Is this Executive Order legal?
Not according to the former acting Attorney General Sally Yates. A holdover from the Obama administration, she was asked by the new administration to stay on until the president’s nominee for Attorney General, Jeff Sessions, is confirmed by the Senate.
Last night, Yates told the US Department of Justice not to defend the Executive Order in the courts. In a letter to Justice Department lawyers, she said:
“I am responsible for ensuring that the positions we take in court remain consistent with this institution’s solemn obligation to always seek justice and stand for what is right…At present, I am not convinced that the defense of the executive order is consistent with these responsibilities nor am I convinced that the executive order is lawful.”
She is not the first to acknowledge the Order as potentially illegal.

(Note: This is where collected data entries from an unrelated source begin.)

//! Watermark-driven candidate scanning.
//!
//! One [`Scanner::run_cycle`] visits every active tenant, asks the mail store
//! for messages past the watermark that have neither a link nor a history
//! row, and hands them to the engine oldest first. The watermark moves only
//! after the cycle finishes.
//!
//! The watermark is a `(received_at, id)` cursor. A full batch moves it to
//! the batch's last message, so a batch whose messages keep being skipped
//! cannot hold back the mail behind it.

use std::panic::{catch_unwind, AssertUnwindSafe};
use std::sync::atomic::{AtomicBool, Ordering};
use std::sync::{Arc, Mutex, MutexGuard};
use std::time::Duration;

use chrono::{DateTime, Utc};
use log::{debug, error, info, warn};
use serde::Serialize;

use crate::broadcast::{ActivityEvent, ActivityKind, ActivityLog};
use crate::config::ScannerConfig;
use crate::error::LinkError;
use crate::link::{BatchReport, LinkOutcome, LinkingEngine, OutcomeCounts};
use crate::model::{Folder, Message, ScanCursor};

#[derive(Debug, Clone)]
pub struct ScannerSettings {
    pub interval: Duration,
    pub initial_delay: Duration,
    pub grace_window: chrono::Duration,
    pub batch_size: usize,
    pub folders: Vec<Folder>,
}

impl Default for ScannerSettings {
    fn default() -> Self {
        Self::from(&ScannerConfig::default())
    }
}

impl From<&ScannerConfig> for ScannerSettings {
    fn from(config: &ScannerConfig) -> Self {
        Self {
            interval: Duration::from_secs(config.interval_secs),
            initial_delay: Duration::from_secs(config.initial_delay_secs),
            grace_window: chrono::Duration::seconds(config.grace_window_secs as i64),
            batch_size: config.batch_size,
            folders: config.folders.clone(),
        }
    }
}

/// What one scan cycle did.
#[derive(Debug, Clone, Serialize)]
pub struct CycleReport {
    pub started_at: DateTime<Utc>,
    pub completed_at: DateTime<Utc>,
    /// Watermark the candidate queries ran against.
    pub since: ScanCursor,
    /// Watermark after the cycle.
    pub watermark: ScanCursor,
    pub tenants: usize,
    pub failed_tenants: Vec<i64>,
    #[serde(flatten)]
    pub counts: OutcomeCounts,
    /// The cycle stopped early because shutdown was requested.
    pub drained: bool,
    #[serde(skip_serializing_if = "Option::is_none")]
    pub error: Option<String>,
}

#[derive(Debug, Default)]
struct CycleHistory {
    last_completed_at: Option<DateTime<Utc>>,
    cycles_completed: u64,
    last_cycle: Option<CycleReport>,
}

/// Read-only view of the scanner's progress.
#[derive(Debug, Clone)]
pub struct ScanSnapshot {
    pub scanning: bool,
    pub watermark: ScanCursor,
    pub last_completed_at: Option<DateTime<Utc>>,
    pub cycles_completed: u64,
    pub last_cycle: Option<CycleReport>,
}
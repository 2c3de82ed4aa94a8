//! Database error types.

use std::path::PathBuf;
use thiserror::Error;

/// Errors from database operations.
#[derive(Error, Debug)]
pub enum DatabaseError {
    /// SQLite error from rusqlite.
    #[error("SQLite error: {0}")]
    Sqlite(#[from] rusqlite::Error),

    /// IO error when creating directories or files.
    #[error("IO error for path '{path}': {source}")]
    Io {
        path: PathBuf,
        #[source]
        source: std::io::Error,
    },

    /// A migration failed to apply.
    #[error("Migration failed at version {version}: {reason}")]
    Migration { version: u32, reason: String },

    /// A stored timestamp could not be parsed.
    #[error("Invalid timestamp '{value}': {reason}")]
    InvalidTimestamp { value: String, reason: String },

    /// A stored enum code is outside the known range.
    #[error("Invalid {column} code {code}")]
    InvalidCode { column: &'static str, code: i64 },

    /// The database lock was poisoned.
    #[error("Database lock poisoned")]
    LockPoisoned,
}
//! Mail store boundary.

use crate::db::{mail_repo, Database, DatabaseError};
use crate::error::LinkError;
use crate::model::{Folder, Message, MessageOptions, ScanCursor};

/// Read access to stored mail.
///
/// Implementations must be safe to share between the scanner thread and
/// on-demand callers.
pub trait MailStore: Send + Sync {
    /// Messages past `after` in `folders` with no chain link and no history
    /// row, in `(received_at, id)` order, at most `limit`.
    fn find_candidate_messages(
        &self,
        tenant: i64,
        after: &ScanCursor,
        folders: &[Folder],
        limit: usize,
    ) -> Result<Vec<Message>, LinkError>;

    /// Header columns of one message, or `None` if it does not exist.
    fn get_message(&self, tenant: i64, message_id: i64) -> Result<Option<Message>, LinkError>;

    /// One message with body and attachments loaded per `options`.
    fn get_full_message(
        &self,
        tenant: i64,
        message_id: i64,
        options: MessageOptions,
    ) -> Result<Message, LinkError>;

    /// Every message of a chain inside one mailbox.
    fn chain_messages(
        &self,
        tenant: i64,
        mailbox_id: i64,
        chain_id: &str,
    ) -> Result<Vec<Message>, LinkError>;

    /// Tenants the scanner should visit.
    fn active_tenants(&self) -> Result<Vec<i64>, LinkError>;
}

/// [`MailStore`] backed by the `mail_mail` tables of a [`Database`].
#[derive(Clone)]
pub struct SqliteMailStore {
    db: Database,
}

impl SqliteMailStore {
    pub fn new(db: Database) -> Self {
        Self { db }
    }
}

fn store_error(e: DatabaseError) -> LinkError {
    LinkError::MailStore(e.to_string())
}

impl MailStore for SqliteMailStore {
    fn find_candidate_messages(
        &self,
        tenant: i64,
        after: &ScanCursor,
        folders: &[Folder],
        limit: usize,
    ) -> Result<Vec<Message>, LinkError> {
        self.db
            .with_conn(|conn| mail_repo::find_candidates(conn, tenant, after, folders, limit))
            .map_err(store_error)
    }

    fn get_message(&self, tenant: i64, message_id: i64) -> Result<Option<Message>, LinkError> {
        self.db
            .with_conn(|conn| {
                mail_repo::find_by_id(conn, tenant, message_id, MessageOptions::default())
            })
            .map_err(store_error)
    }

    fn get_full_message(
        &self,
        tenant: i64,
        message_id: i64,
        options: MessageOptions,
    ) -> Result<Message, LinkError> {
        self.db
            .with_conn(|conn| mail_repo::find_by_id(conn, tenant, message_id, options))
            .map_err(store_error)?
            .ok_or(LinkError::MessageNotFound { tenant, message_id })
    }

    fn chain_messages(
        &self,
        tenant: i64,
        mailbox_id: i64,
        chain_id: &str,
    ) -> Result<Vec<Message>, LinkError> {
        self.db
            .with_conn(|conn| mail_repo::find_chain(conn, tenant, mailbox_id, chain_id))
            .map_err(store_error)
    }

    fn active_tenants(&self) -> Result<Vec<i64>, LinkError> {
        self.db
            .with_conn(mail_repo::find_active_tenants)
            .map_err(store_error)
    }
}
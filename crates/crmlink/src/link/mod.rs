//! The linker: outcome types, the transactional link store and the engine
//! that ties extraction, resolution and persistence together.

pub mod engine;
pub mod outcome;
pub mod store;

pub use engine::{EngineOptions, LinkingEngine};
pub use outcome::{BatchReport, LinkOutcome, LinkReport, OutcomeCounts};
pub use store::{ChainLink, ChainLinkSummary, LinkStore};
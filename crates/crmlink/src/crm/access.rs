//! Capability checks against CRM entities.

use crate::error::LinkError;
use crate::model::{ContactRef, Principal};

/// Decides whether a principal may see an entity.
pub trait AccessControl: Send + Sync {
    fn can_access(&self, principal: &Principal, entity: &ContactRef) -> Result<bool, LinkError>;
}

/// Grants every principal access to every entity.
#[derive(Debug, Clone, Copy, Default)]
pub struct AllowAll;

impl AccessControl for AllowAll {
    fn can_access(&self, _principal: &Principal, _entity: &ContactRef) -> Result<bool, LinkError> {
        Ok(true)
    }
}
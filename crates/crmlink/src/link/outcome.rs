use chrono::{DateTime, Utc};
use serde::Serialize;

use crate::model::ContactRef;

/// Result of evaluating one message.
#[derive(Debug, Clone, PartialEq, Eq, Serialize)]
#[serde(tag = "status", content = "detail", rename_all = "snake_case")]
pub enum LinkOutcome {
    /// The chain was linked to these entities, ordered by id then kind.
    Linked(Vec<ContactRef>),
    /// No accessible contact matched; a tombstone marks the message.
    NoMatch,
    /// The chain already had links; nothing was written.
    AlreadyLinked,
    /// Processing failed; nothing was written.
    Skipped(String),
}

impl LinkOutcome {
    pub fn contacts_linked(&self) -> usize {
        match self {
            LinkOutcome::Linked(contacts) => contacts.len(),
            _ => 0,
        }
    }

    pub fn is_skipped(&self) -> bool {
        matches!(self, LinkOutcome::Skipped(_))
    }

    /// Human-readable one-line summary.
    pub fn describe(&self) -> String {
        match self {
            LinkOutcome::Linked(contacts) => {
                let names: Vec<String> = contacts.iter().map(|c| c.to_string()).collect();
                format!("Linked to {} entities: {}", contacts.len(), names.join(", "))
            }
            LinkOutcome::NoMatch => "No matching CRM contact found".to_string(),
            LinkOutcome::AlreadyLinked => "Chain is already linked".to_string(),
            LinkOutcome::Skipped(reason) => format!("Skipped: {}", reason),
        }
    }
}

/// Structured answer for on-demand callers.
#[derive(Debug, Clone, Serialize)]
pub struct LinkReport {
    pub success: bool,
    pub message: String,
    pub message_id: i64,
    pub contacts_linked: usize,
    pub outcome: LinkOutcome,
    pub timestamp: DateTime<Utc>,
}

impl LinkReport {
    pub fn new(message_id: i64, outcome: LinkOutcome) -> Self {
        Self {
            success: !outcome.is_skipped(),
            message: outcome.describe(),
            message_id,
            contacts_linked: outcome.contacts_linked(),
            outcome,
            timestamp: Utc::now(),
        }
    }
}

/// Per-outcome tallies for a batch of messages.
#[derive(Debug, Clone, Copy, Default, PartialEq, Eq, Serialize)]
pub struct OutcomeCounts {
    pub processed: usize,
    pub linked: usize,
    pub no_match: usize,
    pub already_linked: usize,
    pub skipped: usize,
}

impl OutcomeCounts {
    pub fn record(&mut self, outcome: &LinkOutcome) {
        self.processed += 1;
        match outcome {
            LinkOutcome::Linked(_) => self.linked += 1,
            LinkOutcome::NoMatch => self.no_match += 1,
            LinkOutcome::AlreadyLinked => self.already_linked += 1,
            LinkOutcome::Skipped(_) => self.skipped += 1,
        }
    }

    pub fn merge(&mut self, other: &OutcomeCounts) {
        self.processed += other.processed;
        self.linked += other.linked;
        self.no_match += other.no_match;
        self.already_linked += other.already_linked;
        self.skipped += other.skipped;
    }
}

/// Result of re-examining a time window for one tenant.
#[derive(Debug, Clone, Serialize)]
pub struct BatchReport {
    pub success: bool,
    pub tenant: i64,
    pub since: DateTime<Utc>,
    #[serde(flatten)]
    pub counts: OutcomeCounts,
    pub results: Vec<LinkReport>,
    #[serde(skip_serializing_if = "Option::is_none")]
    pub error: Option<String>,
    pub timestamp: DateTime<Utc>,
}

impl BatchReport {
    pub fn new(tenant: i64, since: DateTime<Utc>) -> Self {
        Self {
            success: true,
            tenant,
            since,
            counts: OutcomeCounts::default(),
            results: Vec::new(),
            error: None,
            timestamp: Utc::now(),
        }
    }

    pub fn failed(tenant: i64, since: DateTime<Utc>, error: impl Into<String>) -> Self {
        Self {
            success: false,
            error: Some(error.into()),
            ..Self::new(tenant, since)
        }
    }

    pub fn record(&mut self, message_id: i64, outcome: LinkOutcome) {
        self.counts.record(&outcome);
        self.results.push(LinkReport::new(message_id, outcome));
    }
}

#[cfg(test)]
mod tests {
    use super::*;
    use crate::model::EntityKind;

    #[test]
    fn test_report_from_linked() {
        let outcome = LinkOutcome::Linked(vec![
            ContactRef::contact(4),
            ContactRef::new(2, EntityKind::Case),
        ]);
        let report = LinkReport::new(100, outcome);
        assert!(report.success);
        assert_eq!(report.contacts_linked, 2);
        assert_eq!(report.message, "Linked to 2 entities: contact:4, case:2");
    }

    #[test]
    fn test_report_from_skipped() {
        let report = LinkReport::new(100, LinkOutcome::Skipped("store down".to_string()));
        assert!(!report.success);
        assert_eq!(report.contacts_linked, 0);
        assert_eq!(report.message, "Skipped: store down");
    }

    #[test]
    fn test_outcome_serialization() {
        let json = serde_json::to_value(LinkOutcome::Linked(vec![ContactRef::contact(4)])).unwrap();
        assert_eq!(json["status"], "linked");
        assert_eq!(json["detail"][0]["id"], 4);
        assert_eq!(json["detail"][0]["kind"], "contact");

        let json = serde_json::to_value(LinkOutcome::NoMatch).unwrap();
        assert_eq!(json["status"], "no_match");
    }

    #[test]
    fn test_batch_counts() {
        let mut batch = BatchReport::new(1, Utc::now());
        batch.record(1, LinkOutcome::NoMatch);
        batch.record(2, LinkOutcome::AlreadyLinked);
        batch.record(3, LinkOutcome::Skipped("x".to_string()));
        batch.record(4, LinkOutcome::Linked(vec![ContactRef::contact(4)]));
        assert_eq!(
            batch.counts,
            OutcomeCounts {
                processed: 4,
                linked: 1,
                no_match: 1,
                already_linked: 1,
                skipped: 1,
            }
        );
        assert_eq!(batch.results.len(), 4);

        let json = serde_json::to_value(&batch).unwrap();
        assert_eq!(json["processed"], 4);
        assert!(json.get("error").is_none());
    }
}
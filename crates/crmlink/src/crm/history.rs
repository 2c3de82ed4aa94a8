//! Outbound side of a history event: file upload and event notification.

use crate::error::LinkError;
use crate::model::{ContactRef, Message};

/// Receives the files and notifications that accompany a new history event.
///
/// Uploads run before the link transaction opens and `record_event` runs
/// inside it. An error from either leaves the chain unlinked.
pub trait HistoryService: Send + Sync {
    /// Stores one attachment against `entity` and returns its file id.
    fn upload_attachment(
        &self,
        content: &[u8],
        file_name: &str,
        content_type: &str,
        entity: &ContactRef,
    ) -> Result<String, LinkError>;

    /// Records that `message` was attached to `entity` with `file_ids`.
    fn record_event(
        &self,
        message: &Message,
        entity: &ContactRef,
        file_ids: &[String],
    ) -> Result<(), LinkError>;
}

/// Accepts everything and stores nothing outside the history table.
#[derive(Debug, Clone, Copy, Default)]
pub struct NoopHistoryService;

impl HistoryService for NoopHistoryService {
    fn upload_attachment(
        &self,
        content: &[u8],
        file_name: &str,
        _content_type: &str,
        entity: &ContactRef,
    ) -> Result<String, LinkError> {
        tracing::debug!(%entity, file_name, bytes = content.len(), "Skipping attachment upload");
        Ok(format!("{}/{}", entity, file_name))
    }

    fn record_event(
        &self,
        message: &Message,
        entity: &ContactRef,
        file_ids: &[String],
    ) -> Result<(), LinkError> {
        tracing::debug!(
            message_id = message.id,
            %entity,
            files = file_ids.len(),
            "History event recorded"
        );
        Ok(())
    }
}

On January 28, 2017, a Federal Court in New York presided by Judge Ann Donnelly granted an Emergency Motion of Stay Removal to Hamid Khalid Darweesh, an Iraqi who’d risked his life acting as interpreter to the US army during the Iraq war, and Haider Sameer Abdulkhaleq Alshawi, another Iraqi who was en route to reunite with his wife and child in the US. Both were detained at the airport under the Executive Order and with the help of the American Civil Liberties Union, fought back.
In her decision, Judge Donnelly said
“The petitioners have a strong likelihood of success in establishing that the removal of the petitioner and others similarly situated violates their rights to Due Process and Equal Protection guaranteed by the United States Constitution.”
Many other federal courts have followed suit, granting stays blocking the Executive Order from being enforced.
When you read the US Constitution, something the president has clearly never done, it is easy to understand why the motions were granted.
Article I, Section 9 prohibits laws that single out any particular group for punishment without trial. The Fifth Amendment goes even further, stating that no person should be “deprived of life, liberty, or property without due process of law”.
As far back as the Second World War, American courts have recognized the danger of Executive Orders like these. In 1944 in Korematsu v. The United States, the Supreme Court said that
“All legal restrictions which curtail the civil rights of a single racial group are immediately suspect… courts must subject them to the most rigid scrutiny. Pressing public necessity may sometimes justify the existence of such restrictions; racial antagonism never can.”
The President has rambled on about the danger of foreign terrorists masquerading as refugees, but neither he nor his administration have presented any numbers to back this up. Instead, he fired Sally Yates for refusing to enforce an Executive Order that is legally unenforceable, leaving his administration without anyone with the legal authority to sign warrants authorizing the surveillance of the foreigners he fears so much.
The reaction of protesters, public officials and the American courts are reasons to hope for all who hate xenophobia, for as comedian Aziz Ansari recently pointed out:
“Change doesn’t come from presidents. Change comes from large groups of angry people.”
If the protests and lawsuits are any indication, change is coming.